Die Ansiedlung des US-Elektroautobauers Tesla in Grünheide (Oder-Spree) ist nach Angaben der Brandenburger Staatskanzlei einen weiteren Schritt näher gerückt. Der Vorstand des Unternehmens hat am 18. Januar 2020 dem Kaufvertrag mit dem Land Brandenburg zum Erwerb des rund 300 Hektar großen Grundstücks zugestimmt, wie Regierungssprecher Florian Engels mitteilte. Auf dem Gelände will Tesla seine Fabrik bauen. Der Finanzausschuss des Brandenburger Landtags hatte den Kaufvertrag bereits gebilligt.

Tesla will in Grünheide 150.000 Elektro-Autos bauen

In Grünheide bei Berlin sollen von Sommer 2021 an jährlich zunächst 150.000 Elektroautos der Typen Model 3 und Y gebaut werden, nach einem Ausbau bis zu 500.000 Fahrzeuge im Jahr. Der Kaufpreis für das Waldgelände bei Grünheide (Kreis Oder-Spree) war vom Landesbetrieb Forst auf knapp 41 Millionen Euro taxiert worden, ein weiteres unabhängiges Gutachten steht aber noch aus. Der endgültige Kaufpreis soll dem Ergebnis dieses zweiten Gutachtens angepasst werden, sofern es zu einem abweichenden Grundstückswert kommt.

Grünheide

Das als Industriefläche ausgewiesene Areal wird derzeit auf Kampfmittel aus dem Zweiten Weltkrieg untersucht. Nach Angaben der Staatskanzlei befinden sich dort höchstwahrscheinlich US-Blindgänger. Deshalb untersagte die Gemeinde Grünheide, das Gelände zu betreten.

Bürger demonstrieren gegen und für Tesla-Fabrik in Grünheide

Die Tesla-Ansiedlung in Grünheide wird von Bürgern kontrovers diskutiert. Nach Polizeiangaben demonstrierten rund 200 Menschen in der Gemeinde gegen die Ansiedlung des US-Unternehmens – mehr Teilnehmer als erwartet. Laut Polizei war eine Demonstration gegen die geplante Fabrik mit bis zu 100 Teilnehmern angemeldet worden. „Keine Großfabrik im Wald“ und „Geheim verhandelt – Umwelt verschandelt“ stand auf Plakaten.

Die Bürger protestierten damit unter anderem gegen die Rodung des Waldes für das große Gelände, auf dem die Fabrik gebaut werden soll.

An einer weiteren Demo für die Tesla-Ansiedlung nahmen in der Gemeinde etwa 30 Menschen teil, wie die Polizei auf Nachfrage mitteilte. Nach Angaben der Veranstalter waren es jedoch rund 50 Teilnehmer, darunter zahlreiche Familien mit Kindern. Auf Transparenten stand „Elon, ich möchte ein Auto von Dir“ oder „Gestalten statt verhindern.“ Einige Bewohner aus der Region waren mit ihren Tesla-Fahrzeugen gekommen.
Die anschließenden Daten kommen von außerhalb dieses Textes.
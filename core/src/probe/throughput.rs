//! Throughput probe.
//!
//! Runs up to three stages in order, each concluding with its own event:
//! * **Latency**: one bounded GET against the reference endpoint.
//! * **Download**: the payload endpoints fetched one after another, one `Sample`
//!   per endpoint, then the aggregate rate over the samples that succeeded. The
//!   stage fails only when no sample did.
//! * **Upload**: one POST of a generated payload.
//!
//! A failed stage never prevents the next one from running.

use std::time::{Duration, Instant};

use async_trait::async_trait;
use netlens_common::error::ProbeError;
use netlens_common::probe::event::{Observation, Stage};
use netlens_common::probe::request::ThroughputParams;
use netlens_common::probe::result::{ProbeOutcome, RunStatus, Summary};
use netlens_common::probe::stats::mbps;
use netlens_common::transport::HttpReply;

use super::{Probe, RunContext};

pub struct ThroughputProbe {
    params: ThroughputParams,
}

/// `byte[i] = i % 256`.
pub fn upload_payload(len: usize) -> Vec<u8> {
    (0..len).map(|i| (i % 256) as u8).collect()
}

fn ensure_success(reply: HttpReply) -> Result<HttpReply, ProbeError> {
    if reply.is_success() {
        Ok(reply)
    } else {
        Err(ProbeError::Http {
            status: reply.status,
        })
    }
}

impl ThroughputProbe {
    pub fn new(params: ThroughputParams) -> Self {
        Self { params }
    }

    async fn latency(&self, ctx: &mut RunContext, step: u32) -> Result<Option<Duration>, ProbeError> {
        ctx.checkpoint()?;
        let started = Instant::now();
        let reply = ctx
            .http()
            .get(&self.params.latency_url, self.params.latency_timeout)
            .await
            .and_then(ensure_success);

        match reply {
            Ok(_) => {
                let latency = started.elapsed();
                ctx.record(
                    step,
                    Observation::Latency {
                        latency: Some(latency),
                    },
                );
                Ok(Some(latency))
            }
            Err(e) => {
                ctx.record_error(step, Observation::Latency { latency: None }, &e);
                Ok(None)
            }
        }
    }

    /// Returns the aggregate rate over the samples that succeeded, or `None`
    /// when none did.
    async fn download(&self, ctx: &mut RunContext, step: &mut u32) -> Result<Option<f64>, ProbeError> {
        let mut total_bytes: u64 = 0;
        let mut total_elapsed = Duration::ZERO;
        let mut succeeded = 0usize;
        let mut last_error: Option<ProbeError> = None;

        for url in &self.params.download_urls {
            ctx.checkpoint()?;
            *step += 1;

            let started = Instant::now();
            let reply = ctx
                .http()
                .get(url, self.params.transfer_timeout)
                .await
                .and_then(ensure_success);
            let elapsed = started.elapsed();

            match reply {
                Ok(reply) => {
                    succeeded += 1;
                    total_bytes += reply.bytes;
                    total_elapsed += elapsed;
                    ctx.record(
                        *step,
                        Observation::Sample {
                            url: url.clone(),
                            bytes: reply.bytes,
                            elapsed,
                        },
                    );
                }
                Err(e) => {
                    ctx.record_error(
                        *step,
                        Observation::Sample {
                            url: url.clone(),
                            bytes: 0,
                            elapsed,
                        },
                        &e,
                    );
                    last_error = Some(e);
                }
            }
        }

        *step += 1;
        if succeeded > 0 {
            let rate = mbps(total_bytes, total_elapsed);
            ctx.record(
                *step,
                Observation::Throughput {
                    stage: Stage::Download,
                    bytes: total_bytes,
                    elapsed: total_elapsed,
                    mbps: rate,
                },
            );
            return Ok(Some(rate));
        }

        let err = last_error.unwrap_or_else(|| {
            ProbeError::InvalidRequest("no download endpoints configured".to_string())
        });
        ctx.record_error(
            *step,
            Observation::Throughput {
                stage: Stage::Download,
                bytes: 0,
                elapsed: total_elapsed,
                mbps: 0.0,
            },
            &err,
        );
        Ok(None)
    }

    async fn upload(&self, ctx: &mut RunContext, step: u32) -> Result<Option<f64>, ProbeError> {
        ctx.checkpoint()?;
        let payload = upload_payload(self.params.upload_bytes);
        let bytes = payload.len() as u64;

        let started = Instant::now();
        let reply = ctx
            .http()
            .post(&self.params.upload_url, payload, self.params.transfer_timeout)
            .await
            .and_then(ensure_success);
        let elapsed = started.elapsed();

        match reply {
            Ok(_) => {
                let rate = mbps(bytes, elapsed);
                ctx.record(
                    step,
                    Observation::Throughput {
                        stage: Stage::Upload,
                        bytes,
                        elapsed,
                        mbps: rate,
                    },
                );
                Ok(Some(rate))
            }
            Err(e) => {
                ctx.record_error(
                    step,
                    Observation::Throughput {
                        stage: Stage::Upload,
                        bytes: 0,
                        elapsed,
                        mbps: 0.0,
                    },
                    &e,
                );
                Ok(None)
            }
        }
    }
}

#[async_trait]
impl Probe for ThroughputProbe {
    async fn run(&self, ctx: &mut RunContext) -> Result<ProbeOutcome, ProbeError> {
        let mut step: u32 = 1;
        let mut attempted = 1;

        let latency = self.latency(ctx, step).await?;
        let mut succeeded = usize::from(latency.is_some());

        let mut download_mbps = None;
        if self.params.direction.includes_download() {
            attempted += 1;
            download_mbps = self.download(ctx, &mut step).await?;
            succeeded += usize::from(download_mbps.is_some());
        }

        let mut upload_mbps = None;
        if self.params.direction.includes_upload() {
            attempted += 1;
            step += 1;
            upload_mbps = self.upload(ctx, step).await?;
            succeeded += usize::from(upload_mbps.is_some());
        }

        Ok(ProbeOutcome::new(
            RunStatus::from_steps(succeeded, attempted),
            Summary::Throughput {
                latency,
                download_mbps,
                upload_mbps,
            },
        ))
    }
}

// ╔════════════════════════════════════════════╗
// ║ ████████╗███████╗███████╗████████╗███████╗ ║
// ║ ╚══██╔══╝██╔════╝██╔════╝╚══██╔══╝██╔════╝ ║
// ║    ██║   █████╗  ███████╗   ██║   ███████╗ ║
// ║    ██║   ██╔══╝  ╚════██║   ██║   ╚════██║ ║
// ║    ██║   ███████╗███████║   ██║   ███████║ ║
// ║    ╚═╝   ╚══════╝╚══════╝   ╚═╝   ╚══════╝ ║
// ╚════════════════════════════════════════════╝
Die einen hoffen auf Jobs, die anderen sorgen sich ums Trinkwasser

Unter den Befürwortern einer Tesla-Ansiedlung war auch Anke Kranhold, deren Familie seit vier Generationen in Grünheide lebt. „Ich selber habe Söhne und zwei Schwiegertöchter, die Ingenieure sind, vielleicht haben die ja künftig die Chance, mit dem Fahrrad zur Arbeit zu fahren, statt nach Berlin zu pendeln“, sagte die 46-Jährige.

„Warum muss das alles so holterdiepolter gehen“, sagte ein Tesla-Gegner in Grünheide. Das gehe alles viel zu schnell. Ein anderer Demonstrant ergänzte: „Da kommt ein Milliardär aus den USA und wedelt mit den Geldscheinen und auf einmal ist in Brandenburg alles möglich“. Die Gegner des Baus der Tesla-Fabrik befürchten unter anderem auch, dass die Trinkwasserversorgung gefährdet sein könnte. Das Gelände der geplanten Fabrik liegt in einer Trinkwasserschutzzone.

Als ein Zug von Tesla-Gegnern an den Befürwortern vorbeilief, kam es kurzzeitig zu verbalen Auseinandersetzungen. Beide Seiten beschimpften sich gegenseitig. Die Polizei war mit zahlreichen Einsatzkräften vor Ort. Die Lage beruhigte sich anschließend wieder.